Safeco’s request for higher rates drew a vitriolic reaction from the Foundation for Taxpayer and Consumer Rights, a consumer group that is asking for hearings on the proposed increase. “This is exactly what Enron did during the energy crisis, when power companies refused to make electricity available if we refused to pay exorbitant prices,” said Doug Heller, a spokesman for the group.

Safeco, he said, is making “a totally outrageous threat, in which an insurance company is telling the Department of Insurance that it must raise rates to whatever level the insurer desires, regardless of appropriateness.”

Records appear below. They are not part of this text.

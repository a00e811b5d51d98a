// Output formatting and styling

use colored::Colorize;

/// Output styling configuration
pub struct OutputStyle {
    pub use_colors: bool,
}

impl Default for OutputStyle {
    fn default() -> Self {
        Self {
            use_colors: atty::is(atty::Stream::Stdout),
        }
    }
}

impl OutputStyle {
    /// Style that never emits escape codes
    pub fn plain() -> Self {
        Self { use_colors: false }
    }

    /// Format success message
    pub fn success(&self, msg: &str) -> String {
        if self.use_colors {
            msg.green().bold().to_string()
        } else {
            msg.to_string()
        }
    }

    /// Format error message
    pub fn error(&self, msg: &str) -> String {
        if self.use_colors {
            format!("{} {}", "error:".red().bold(), msg)
        } else {
            format!("error: {}", msg)
        }
    }
}

/// Print success message
pub fn print_success(msg: &str) {
    let style = OutputStyle::default();
    println!("{}", style.success(msg));
}

/// Print error message to stderr
pub fn print_error(msg: &str) {
    let style = OutputStyle {
        use_colors: atty::is(atty::Stream::Stderr),
    };
    eprintln!("{}", style.error(msg));
}

#[cfg(test)]
mod tests {
    use super::*;

    #[test]
    fn test_plain_error_prefix() {
        let style = OutputStyle::plain();
        assert_eq!(style.error("boom"), "error: boom");
    }

    #[test]
    fn test_plain_success_is_unchanged() {
        let style = OutputStyle::plain();
        assert_eq!(style.success("Completed successfully."), "Completed successfully.");
    }

    #[test]
    fn test_colored_error_keeps_message() {
        let style = OutputStyle { use_colors: true };
        assert!(style.error("boom").ends_with("boom"));
    }
}
//! Service packages: the interface over all types, then one file per type

use crate::models::TypeDeclaration;
use crate::naming::lowercase_singular;
use crate::package::{Package, PackageKind};
use crate::scaffold::{ScaffoldContext, SERVICE_DIR};
use crate::templates::Snippet;

const SERVICE_DOC: &str = "// Package service has the generated service interface and implementations.\n";

const OPTIONS_STRUCT: &str = r#"
// Options contains the config used by the service.
type Options struct {
	KubeClientset kubernetes.Interface
}
"#;

const SERVICE_INTERFACE: &str = r#"
// Interface lists every service method.
type Interface interface {
$range types$	Create$.|public$(ctx context.Context, $.|private$Obj *$.|raw$) error
	Get$.|public$(ctx context.Context, name string) (*$.|raw$, error)
	Update$.|public$(ctx context.Context, $.|private$Obj *$.|raw$) error
	Delete$.|public$(ctx context.Context, name string) error
$end$}
"#;

const SERVICE_STRUCT: &str = r#"
// service implements Interface.
type service struct {
	opt *Options
}
"#;

const NEW_SERVICE: &str = r#"
// New creates a service.
func New(opt *Options) Interface {
	return &service{opt: opt}
}
"#;

const CREATE_SERVICE: &str = r#"
// Create$.type|public$ stores a new $.type|public$.
// Replace the body with the storage logic for $.type|allLowercasePlural$.
func (s *service) Create$.type|public$(ctx context.Context, $.type|private$Obj *$.type|raw$) error {
	klog.Infof("create $.type|lowercaseSingular$ %v", $.type|private$Obj.Name)
	return nil
}
"#;

const GET_SERVICE: &str = r#"
// Get$.type|public$ returns one of the stored $.type|publicPlural$.
func (s *service) Get$.type|public$(ctx context.Context, name string) (*$.type|raw$, error) {
	klog.Infof("get $.type|lowercaseSingular$ %v", name)
	return nil, fmt.Errorf("$.type|lowercaseSingular$ %q not found", name)
}
"#;

const UPDATE_SERVICE: &str = r#"
// Update$.type|public$ replaces a stored $.type|public$.
func (s *service) Update$.type|public$(ctx context.Context, $.type|private$Obj *$.type|raw$) error {
	if _, err := s.Get$.type|public$(ctx, $.type|private$Obj.Name); err != nil {
		klog.Errorf("get $.type|lowercaseSingular$ %v failed with:%v", $.type|private$Obj.Name, err)
		return err
	}
	klog.Infof("update $.type|lowercaseSingular$ %v", $.type|private$Obj.Name)
	return nil
}
"#;

const DELETE_SERVICE: &str = r#"
// Delete$.type|public$ removes the $.type|public$ called name.
func (s *service) Delete$.type|public$(ctx context.Context, name string) error {
	if _, err := s.Get$.type|public$(ctx, name); err != nil {
		klog.Errorf("get $.type|lowercaseSingular$ %v failed with:%v", name, err)
		return err
	}
	klog.Infof("delete $.type|lowercaseSingular$ %v", name)
	return nil
}
"#;

/// The `server/service` interface package, enumerating every type in order
pub fn package_for_service_interface(ctx: &ScaffoldContext, types: &[TypeDeclaration]) -> Package {
    let path = ctx.package_path(SERVICE_DIR);

    let generator = ctx
        .meta_generator(&path, "interface")
        .with_var("types", types.to_vec())
        .with_imports(["context", "k8s.io/client-go/kubernetes"])
        .with_externs(["context", "kubernetes"])
        .with_snippet(
            Snippet::new("options", OPTIONS_STRUCT)
                .introduces(["Options"])
                .uses(["kubernetes"]),
        )
        .with_snippet(
            Snippet::new("interface", SERVICE_INTERFACE)
                .introduces(["Interface"])
                .uses(["context"]),
        )
        .with_snippet(
            Snippet::new("service-struct", SERVICE_STRUCT)
                .introduces(["service"])
                .uses(["Options"]),
        )
        .with_snippet(
            Snippet::new("new", NEW_SERVICE)
                .introduces(["New"])
                .uses(["Options", "Interface", "service"]),
        );

    Package::new(PackageKind::ServiceInterface, "service", path, &ctx.header)
        .with_documentation(SERVICE_DOC)
        .with_generator(generator)
}

/// One file of `server/service` implementing the methods for a single type
///
/// Shares its path with the interface package, so it carries no doc file of
/// its own.
pub fn package_for_type_service(ctx: &ScaffoldContext, declaration: &TypeDeclaration) -> Package {
    let path = ctx.package_path(SERVICE_DIR);
    let stem = lowercase_singular(declaration.base_name());

    let generator = ctx
        .per_type_generator(&path, &stem, &declaration.name)
        .with_imports(["context", "fmt", "k8s.io/klog"])
        // `service` comes from the interface file of the same package
        .with_externs(["service", "context", "fmt", "klog"])
        .with_snippet(
            Snippet::new("create", CREATE_SERVICE)
                .introduces(["Create"])
                .uses(["service", "context", "klog"]),
        )
        .with_snippet(
            Snippet::new("get", GET_SERVICE)
                .introduces(["Get"])
                .uses(["service", "context", "fmt", "klog"]),
        )
        .with_snippet(
            Snippet::new("update", UPDATE_SERVICE)
                .introduces(["Update"])
                .uses(["service", "Get", "klog"]),
        )
        .with_snippet(
            Snippet::new("delete", DELETE_SERVICE)
                .introduces(["Delete"])
                .uses(["service", "Get", "klog"]),
        );

    Package::new(PackageKind::TypeService, "service", path, &ctx.header).with_generator(generator)
}

#[cfg(test)]
mod tests {
    use super::*;
    use crate::models::TypeName;
    use crate::templates::TemplateEngine;

    const API: &str = "github.com/acme/apis/ecs/v1";

    fn decl(name: &str) -> TypeDeclaration {
        TypeDeclaration::new(TypeName::new(API, name))
    }

    #[test]
    fn test_interface_enumerates_types_in_order() {
        let ctx = ScaffoldContext::new("github.com/acme/app", b"");
        let types = vec![decl("Namespace"), decl("Secret")];
        let package = package_for_service_interface(&ctx, &types);
        assert_eq!(package.output_stems(), vec!["doc", "interface"]);

        let generator = &package.generators[0];
        generator.check_template_order().unwrap();
        let section = generator.generate_type(&types[0], &TemplateEngine::new()).unwrap();
        let namespace = section
            .body
            .find("CreateNamespace(ctx context.Context, namespaceObj *v1.Namespace) error")
            .unwrap();
        let secret = section
            .body
            .find("CreateSecret(ctx context.Context, secretObj *v1.Secret) error")
            .unwrap();
        assert!(namespace < secret);
        assert!(section.body.contains("GetSecret(ctx context.Context, name string) (*v1.Secret, error)"));
        assert!(section.body.contains("DeleteNamespace(ctx context.Context, name string) error"));

        let interface_at = section.body.find("type Interface interface").unwrap();
        let new_at = section.body.find("func New(").unwrap();
        assert!(interface_at < new_at);
    }

    #[test]
    fn test_type_service_uses_object_not_namespace() {
        let ctx = ScaffoldContext::new("github.com/acme/app", b"");
        let package = package_for_type_service(&ctx, &decl("Secret"));
        assert_eq!(package.documentation, None);
        assert_eq!(package.output_stems(), vec!["secret"]);

        let generator = &package.generators[0];
        generator.check_template_order().unwrap();
        let section = generator.generate_type(&decl("Secret"), &TemplateEngine::new()).unwrap();
        assert!(section
            .body
            .contains("func (s *service) CreateSecret(ctx context.Context, secretObj *v1.Secret) error"));
        assert!(section.body.contains("klog.Infof(\"create secret %v\", secretObj.Name)"));
        assert!(!section.body.contains("namespace)"));
    }
}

Heller said, and Safeco confirmed, that the company had received a 6.2% homeowners rate increase in May, 10% in November and 5% in December 2001. Such a record, when combined with the new rate increase, “should send a message to California consumers that Safeco isn’t interested in playing fair,” Heller said.

The reaction at the Insurance Department was mild.

“There will be an opportunity for Safeco to go through the public hearing process established by Proposition 103” -- the 1988 insurance reform initiative -- to justify the request, said Norman Williams, communications director for Garamendi. “The department will decide on that request just as we do with any other company.”

Safeco, meanwhile, distributed information compiled by the industry’s Insurance Information Network of California, saying that the cost of household water damage in California has been “growing at an alarming rate.”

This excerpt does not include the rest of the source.